Injustice is Still Alive and Well Today

Unconvinced? Here’s how Robinson’s summary plays out in numbers: The U.S. has the highest incarceration rate in the world, with about 2.3 million people behind bars. Black males are just 7 percent of the U.S. population, but make up 37 percent of the incarcerated population. As Robinson says, “either we as Black people are more criminal, more violent, and less trustworthy than white people—or else something else is going on. And at the ACLU, we believe that something else is going on.”

Jeffrey Robinson

Take, for example, the criminalization of poverty. Amreeta Mathai, staff attorney with the ACLU’s racial justice program, sees this play out over and over again: In order to make up for revenue lost by lowering taxes, courts levy excessive fines and fees for minor infractions. Those minor infractions often cascade into catastrophic events that include jail time, ridiculously high money bail amounts, or enormous debt.

“People of color are overpoliced, therefore a minor offense can drive someone who was already impoverished deeper into poverty,” Mathai says. “It’s just another way to keep marginalized people of color under surveillance and economically disenfranchised.”

And it’s not just adults who suffer. Melishia Brooks, an educator and advocate from Jackson, says she sees young people of color living in “survival mode” to avoid unfairly becoming targets. “The belief is that if you follow the rules, you won’t get into trouble,” she says. “But if you’re Black or brown, that’s just not true.”


Looking to the Past to Give Us Hope

The theme of this year’s AAAM conference was Roots of Revolution: Reaching Back / Pushing Forward, and we were incredibly honored to get the opportunity to chat with some attending legends of the Civil Rights Movement, who used civil protest, sit-ins, community organizing, and voter registration drives, among other tactics, to effect change.

“The main system we were challenging was the Constitution,” says Bob Moses, civil rights activist, educator, and leader of the Student Nonviolent Coordinating Committee (SNCC). “We were saying that we were citizens of this country, and that it meant something.
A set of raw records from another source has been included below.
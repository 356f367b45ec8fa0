//! Off-screen rendering target for documents that are exported, not shown.

use super::pipeline::{export_document, BrowserDownload};
use super::raster::{Html2CanvasRasterizer, RasterImage, Rasterizer};
use super::ExportError;
use async_trait::async_trait;
use leptos::html;
use leptos::prelude::*;

/// CSS width of the A4 layout at 96 dpi.
const DOCUMENT_WIDTH_PX: u32 = 794;

/// Keeps its children laid out at A4 width but outside the viewport.
#[component]
pub fn OffscreenDocument(node_ref: NodeRef<html::Div>, children: Children) -> impl IntoView {
    view! {
        <div
            class="offscreen-document"
            aria-hidden="true"
            style=format!(
                "position: fixed; left: -10000px; top: 0; width: {}px; background: #ffffff;",
                DOCUMENT_WIDTH_PX
            )
            node_ref=node_ref
        >
            {children()}
        </div>
    }
}

/// Captures whatever a `NodeRef` currently points at.
struct NodeRefRasterizer(Html2CanvasRasterizer);

#[async_trait(?Send)]
impl Rasterizer for NodeRefRasterizer {
    type Source = NodeRef<html::Div>;

    async fn capture(&self, node: &NodeRef<html::Div>) -> Result<RasterImage, ExportError> {
        let element = node.get_untracked().ok_or(ExportError::NotRendered)?;
        self.0.capture(&element).await
    }
}

/// Exports the element behind `node` as `file_name`, mirroring progress
/// into `generating`.
pub async fn export_element(
    node: NodeRef<html::Div>,
    file_name: &str,
    generating: RwSignal<bool>,
) -> Result<usize, ExportError> {
    let on_state = move |busy: bool| {
        let _ = generating.try_set(busy);
    };
    export_document(
        &NodeRefRasterizer(Html2CanvasRasterizer::default()),
        &BrowserDownload,
        &node,
        file_name,
        &on_state,
    )
    .await
}
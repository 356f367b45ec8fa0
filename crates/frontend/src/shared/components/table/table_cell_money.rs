//! Ячейка таблицы для денежных значений
//!
//! ```ignore
//! ColumnDef::data("total", "Total", |b: &Bill| b.total.into())
//!     .render(|b| view! { <MoneyCell value=b.total /> }.into_any())
//! ```

use super::number_format::format_money;
use leptos::prelude::*;

/// Right-aligned amount; negative values (credits) are highlighted.
#[component]
pub fn MoneyCell(
    value: f64,
    /// Символ валюты перед суммой
    #[prop(optional, default = "$")]
    currency: &'static str,
    #[prop(optional, default = false)]
    bold: bool,
) -> impl IntoView {
    let mut styles = vec!["display: block", "text-align: right"];
    if value < 0.0 {
        styles.push("color: var(--color-error-700)");
    }
    if bold {
        styles.push("font-weight: 600");
    }

    view! {
        <span class="money" style=styles.join("; ")>
            {format!("{}{}", currency, format_money(value))}
        </span>
    }
}
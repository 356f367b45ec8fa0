pub mod app;
pub mod app_shell;
pub mod dashboards;
pub mod domain;
pub mod layout;
pub mod shared;
pub mod system;

use wasm_bindgen::prelude::wasm_bindgen;

#[wasm_bindgen]
pub fn hydrate() {
    // initializes logging using the `log` crate
    _ = console_log::init_with_level(log::Level::Debug);
    console_error_panic_hook::set_once();

    leptos::mount::mount_to_body(app::App);
}

#[wasm_bindgen(start)]
pub fn start() {
    hydrate();
}
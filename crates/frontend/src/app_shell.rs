//! Application Shell - корневые компоненты приложения
//!
//! - `AppShell` - auth gate (показывает LoginPage или MainLayout)
//! - `MainLayout` - Shell + Sidebar + активный раздел

use crate::layout::center::registry::render_section;
use crate::layout::global_context::AppGlobalContext;
use crate::layout::left::Sidebar;
use crate::layout::Shell;
use crate::shared::notifications::NotificationBar;
use crate::system::auth::context::use_auth;
use crate::system::pages::login::LoginPage;
use leptos::prelude::*;

#[component]
fn MainLayout() -> impl IntoView {
    let ctx = leptos::context::use_context::<AppGlobalContext>()
        .expect("AppGlobalContext context not found");

    view! {
        <Shell
            left=|| view! { <Sidebar /> }.into_any()
            center=move || {
                view! {
                    <NotificationBar />
                    {move || render_section(ctx.active.get())}
                }.into_any()
            }
        />
    }
}

/// Application shell - auth gate component.
#[component]
pub fn AppShell() -> impl IntoView {
    let auth_state = use_auth();

    view! {
        <Show
            when=move || auth_state.with(|s| s.is_authenticated())
            fallback=|| view! { <LoginPage /> }
        >
            <MainLayout />
        </Show>
    }
}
We wanted to feel it was our country, too.”

Moses and his fellow civil rights leaders

Moses and his fellow civil rights leaders and organizers—Charlie Cobb, Ericka Huggins, and Sonia Sanchez—recalled memories (and victories) that came out of the Civil Rights Movement during AAAM, but also identified several challenges still facing us today.
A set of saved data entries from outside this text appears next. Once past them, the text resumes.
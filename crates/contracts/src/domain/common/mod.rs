//! Common types and traits for all aggregates

pub mod aggregate_id;

pub use aggregate_id::AggregateId;
use super::view_model::FeeForm;
use crate::domain::a002_fee::api::save_fee;
use crate::shared::in_flight::InFlight;
use crate::shared::modal::Modal;
use crate::system::auth::context::use_api;
use contracts::domain::a002_fee::aggregate::Fee;
use leptos::prelude::*;
use leptos::task::spawn_local;
use thaw::*;

/// Форма тарифа в модальном окне; `fee = None` создаёт новый
#[component]
#[allow(non_snake_case)]
pub fn FeeDetails(
    #[prop(optional)] fee: Option<Fee>,
    on_saved: Callback<()>,
    on_close: Callback<()>,
) -> impl IntoView {
    let api = use_api();
    let initial = fee.as_ref().map(FeeForm::from_fee).unwrap_or_else(FeeForm::new);
    let is_edit = initial.is_edit_mode();
    let id = initial.id.clone();

    let code = RwSignal::new(initial.code);
    let description = RwSignal::new(initial.description);
    let unit_price = RwSignal::new(initial.unit_price);
    let fixed_charge = RwSignal::new(initial.fixed_charge);
    let valid_from = RwSignal::new(initial.valid_from);
    let is_active = RwSignal::new(initial.is_active);
    let error = RwSignal::new(None::<String>);
    let saving = InFlight::new();

    let on_save = move |_| {
        let form = FeeForm {
            id: id.clone(),
            code: code.get_untracked(),
            description: description.get_untracked(),
            unit_price: unit_price.get_untracked(),
            fixed_charge: fixed_charge.get_untracked(),
            valid_from: valid_from.get_untracked(),
            is_active: is_active.get_untracked(),
        };
        let dto = match form.to_dto() {
            Ok(dto) => dto,
            Err(e) => {
                error.set(Some(e));
                return;
            }
        };
        let Some(guard) = saving.try_begin() else {
            return;
        };
        let client = api.get_untracked();
        spawn_local(async move {
            let _guard = guard;
            match save_fee(&client, &dto).await {
                Ok(()) => on_saved.run(()),
                Err(e) => {
                    log::error!("Failed to save fee: {}", e);
                    let _ = error.try_set(Some(e.to_string()));
                }
            }
        });
    };

    let title = if is_edit { "Edit tariff" } else { "New tariff" };

    view! {
        <Modal title=title on_close=on_close>
            {move || error.get().map(|e| view! {
                <div class="warning-box" style="background: var(--color-error-50); border-color: var(--color-error-100);">
                    <span class="warning-box__icon" style="color: var(--color-error);">"⚠"</span>
                    <span class="warning-box__text" style="color: var(--color-error);">{e}</span>
                </div>
            })}

            <div class="form">
                <div class="form-group">
                    <label>"Code"</label>
                    <Input value=code placeholder="RES-1" />
                </div>
                <div class="form-group">
                    <label>"Description"</label>
                    <Input value=description />
                </div>
                <div class="form-row">
                    <div class="form-group">
                        <label>"Price per m³"</label>
                        <Input value=unit_price placeholder="0.00" />
                    </div>
                    <div class="form-group">
                        <label>"Fixed charge"</label>
                        <Input value=fixed_charge placeholder="0.00" />
                    </div>
                </div>
                <div class="form-group">
                    <label>"Valid from (YYYY-MM)"</label>
                    <Input value=valid_from placeholder="2024-01" />
                </div>
                <label class="form-check">
                    <input
                        type="checkbox"
                        prop:checked=move || is_active.get()
                        on:change=move |ev| is_active.set(event_target_checked(&ev))
                    />
                    "Active"
                </label>
            </div>

            <div class="modal-footer">
                <Button
                    appearance=ButtonAppearance::Primary
                    disabled=Signal::derive(move || saving.is_busy())
                    on_click=on_save
                >
                    {move || if saving.is_busy() { "Saving..." } else { "Save" }}
                </Button>
                <Button appearance=ButtonAppearance::Subtle on_click=move |_| on_close.run(())>
                    "Cancel"
                </Button>
            </div>
        </Modal>
    }
}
Justice is Justice is Justice is Justice

“Still,” notes Patrisse Cullors, co-founder of the Black Lives Matter movement, “that we’re having conversations about racism and oppression right here in Jackson, Mississippi, is incredibly important, both in historical context and having just had the largest ICE raid on U.S. soil ever right here.”
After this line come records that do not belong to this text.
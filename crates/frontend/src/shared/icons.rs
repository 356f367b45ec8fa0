use leptos::prelude::*;

pub fn icon(name: &str) -> AnyView {
    match name {
        "customers" => view! {
            <svg width="20" height="20" viewBox="0 0 24 24" fill="none" stroke="currentColor" stroke-width="2" stroke-linecap="round" stroke-linejoin="round" aria-hidden="true">
                <path d="M17 21v-2a4 4 0 0 0-4-4H7a4 4 0 0 0-4 4v2"/>
                <circle cx="9" cy="7" r="4"/>
                <path d="M23 21v-2a4 4 0 0 0-3-3.87"/>
                <path d="M16 3.13a4 4 0 0 1 0 7.75"/>
            </svg>
        }.into_any(),
        "fees" => view! {
            <svg width="20" height="20" viewBox="0 0 24 24" fill="none" stroke="currentColor" stroke-width="2" stroke-linecap="round" stroke-linejoin="round" aria-hidden="true">
                <path d="M20.59 13.41 13.42 20.58a2 2 0 0 1-2.83 0L2 12V2h10l8.59 8.59a2 2 0 0 1 0 2.82z"/>
                <circle cx="7" cy="7" r="1"/>
            </svg>
        }.into_any(),
        "parameters" => view! {
            <svg width="20" height="20" viewBox="0 0 24 24" fill="none" stroke="currentColor" stroke-width="2" stroke-linecap="round" stroke-linejoin="round" aria-hidden="true">
                <line x1="4" y1="21" x2="4" y2="14"/>
                <line x1="4" y1="10" x2="4" y2="3"/>
                <line x1="12" y1="21" x2="12" y2="12"/>
                <line x1="12" y1="8" x2="12" y2="3"/>
                <line x1="20" y1="21" x2="20" y2="16"/>
                <line x1="20" y1="12" x2="20" y2="3"/>
                <line x1="1" y1="14" x2="7" y2="14"/>
                <line x1="9" y1="8" x2="15" y2="8"/>
                <line x1="17" y1="16" x2="23" y2="16"/>
            </svg>
        }.into_any(),
        "service-units" => view! {
            <svg width="20" height="20" viewBox="0 0 24 24" fill="none" stroke="currentColor" stroke-width="2" stroke-linecap="round" stroke-linejoin="round" aria-hidden="true">
                <path d="M3 22h18"/>
                <path d="M6 22V8l6-5 6 5v14"/>
                <rect x="9" y="13" width="6" height="9"/>
            </svg>
        }.into_any(),
        "meter" => view! {
            <svg width="20" height="20" viewBox="0 0 24 24" fill="none" stroke="currentColor" stroke-width="2" stroke-linecap="round" stroke-linejoin="round" aria-hidden="true">
                <path d="M12 2.69 17.66 8.35a8 8 0 1 1-11.31 0z"/>
            </svg>
        }.into_any(),
        "bills" => view! {
            <svg width="20" height="20" viewBox="0 0 24 24" fill="none" stroke="currentColor" stroke-width="2" stroke-linecap="round" stroke-linejoin="round" aria-hidden="true">
                <path d="M14 2H6a2 2 0 0 0-2 2v16l4-2 4 2 4-2 4 2V8z"/>
                <path d="M14 2v6h6"/>
                <path d="M8 13h8"/>
                <path d="M8 17h5"/>
            </svg>
        }.into_any(),
        "dashboard" => view! {
            <svg width="20" height="20" viewBox="0 0 24 24" fill="none" stroke="currentColor" stroke-width="2" stroke-linecap="round" stroke-linejoin="round" aria-hidden="true">
                <rect x="3" y="3" width="7" height="7" rx="1"/>
                <rect x="14" y="3" width="7" height="7" rx="1"/>
                <rect x="14" y="14" width="7" height="7" rx="1"/>
                <rect x="3" y="14" width="7" height="7" rx="1"/>
            </svg>
        }.into_any(),
        "users" => view! {
            <svg width="20" height="20" viewBox="0 0 24 24" fill="none" stroke="currentColor" stroke-width="2" stroke-linecap="round" stroke-linejoin="round" aria-hidden="true">
                <path d="M20 21v-2a4 4 0 0 0-4-4H8a4 4 0 0 0-4 4v2"/>
                <circle cx="12" cy="7" r="4"/>
            </svg>
        }.into_any(),
        "download" => view! {
            <svg width="16" height="16" viewBox="0 0 24 24" fill="none" stroke="currentColor" stroke-width="2" stroke-linecap="round" stroke-linejoin="round" aria-hidden="true">
                <path d="M21 15v4a2 2 0 0 1-2 2H5a2 2 0 0 1-2-2v-4"/>
                <polyline points="7 10 12 15 17 10"/>
                <line x1="12" y1="15" x2="12" y2="3"/>
            </svg>
        }.into_any(),
        "plus" => view! {
            <svg width="16" height="16" viewBox="0 0 24 24" fill="none" stroke="currentColor" stroke-width="2" stroke-linecap="round" stroke-linejoin="round" aria-hidden="true">
                <line x1="12" y1="5" x2="12" y2="19"/>
                <line x1="5" y1="12" x2="19" y2="12"/>
            </svg>
        }.into_any(),
        "refresh" => view! {
            <svg width="16" height="16" viewBox="0 0 24 24" fill="none" stroke="currentColor" stroke-width="2" stroke-linecap="round" stroke-linejoin="round" aria-hidden="true">
                <polyline points="23 4 23 10 17 10"/>
                <path d="M20.49 15a9 9 0 1 1-2.12-9.36L23 10"/>
            </svg>
        }.into_any(),
        "edit" => view! {
            <svg width="16" height="16" viewBox="0 0 24 24" fill="none" stroke="currentColor" stroke-width="2" stroke-linecap="round" stroke-linejoin="round" aria-hidden="true">
                <path d="M12 20h9"/>
                <path d="M16.5 3.5a2.12 2.12 0 0 1 3 3L7 19l-4 1 1-4z"/>
            </svg>
        }.into_any(),
        "delete" => view! {
            <svg width="16" height="16" viewBox="0 0 24 24" fill="none" stroke="currentColor" stroke-width="2" stroke-linecap="round" stroke-linejoin="round" aria-hidden="true">
                <polyline points="3 6 5 6 21 6"/>
                <path d="M19 6l-1 14a2 2 0 0 1-2 2H8a2 2 0 0 1-2-2L5 6"/>
                <path d="M10 11v6"/>
                <path d="M14 11v6"/>
            </svg>
        }.into_any(),
        "x" => view! {
            <svg width="16" height="16" viewBox="0 0 24 24" fill="none" stroke="currentColor" stroke-width="2" stroke-linecap="round" stroke-linejoin="round" aria-hidden="true">
                <line x1="18" y1="6" x2="6" y2="18"/>
                <line x1="6" y1="6" x2="18" y2="18"/>
            </svg>
        }.into_any(),
        "chevron-left" => view! {
            <svg width="16" height="16" viewBox="0 0 24 24" fill="none" stroke="currentColor" stroke-width="2" stroke-linecap="round" stroke-linejoin="round" aria-hidden="true">
                <polyline points="15 18 9 12 15 6"/>
            </svg>
        }.into_any(),
        "chevron-right" => view! {
            <svg width="16" height="16" viewBox="0 0 24 24" fill="none" stroke="currentColor" stroke-width="2" stroke-linecap="round" stroke-linejoin="round" aria-hidden="true">
                <polyline points="9 18 15 12 9 6"/>
            </svg>
        }.into_any(),
        "logout" => view! {
            <svg width="16" height="16" viewBox="0 0 24 24" fill="none" stroke="currentColor" stroke-width="2" stroke-linecap="round" stroke-linejoin="round" aria-hidden="true">
                <path d="M9 21H5a2 2 0 0 1-2-2V5a2 2 0 0 1 2-2h4"/>
                <polyline points="16 17 21 12 16 7"/>
                <line x1="21" y1="12" x2="9" y2="12"/>
            </svg>
        }.into_any(),
        _ => view! {
            <svg width="20" height="20" viewBox="0 0 24 24" fill="none" stroke="currentColor" stroke-width="2" stroke-linecap="round" stroke-linejoin="round" aria-hidden="true">
                <circle cx="12" cy="12" r="10"/>
                <path d="M12 8v4l3 3"/>
            </svg>
        }.into_any(),
    }
}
By calling for integrated conversations about immigration and criminal justice, Cullors entreats all people to join together for reform.

“Black Lives Matter isn’t a project or movement just for Black people,” she says. “When Black people get free, everyone else gets a little more free. It has a ripple effect.”

Medgar Evars home


Here’s What You Can Do to Help

We firmly believe that you don’t have to experience oppression or racism yourself to help push back against it. You can be any age, any race, any color, and be from any place in the world.

“I believe the movement is all about people understanding people, and people treating other people equally,” says Reena Evers-Everette, daughter of civil rights activists Medgar and Myrlie Evers. “It’s a movement that is inclusive of everybody. Not one race will win; it takes everyone to make this world a better place.”

Huggins takes a similar view. “It must be love that motivates us. If we lose sight of why we’re resisting, then only anger or sadness or both is motivating it,” says Huggins.

We challenge you to join us in the fight for equality and justice for all. It’s time for change. It’s time to invest in communities, not incarceration. By transforming the system, we can make the world a little bit better for everyone.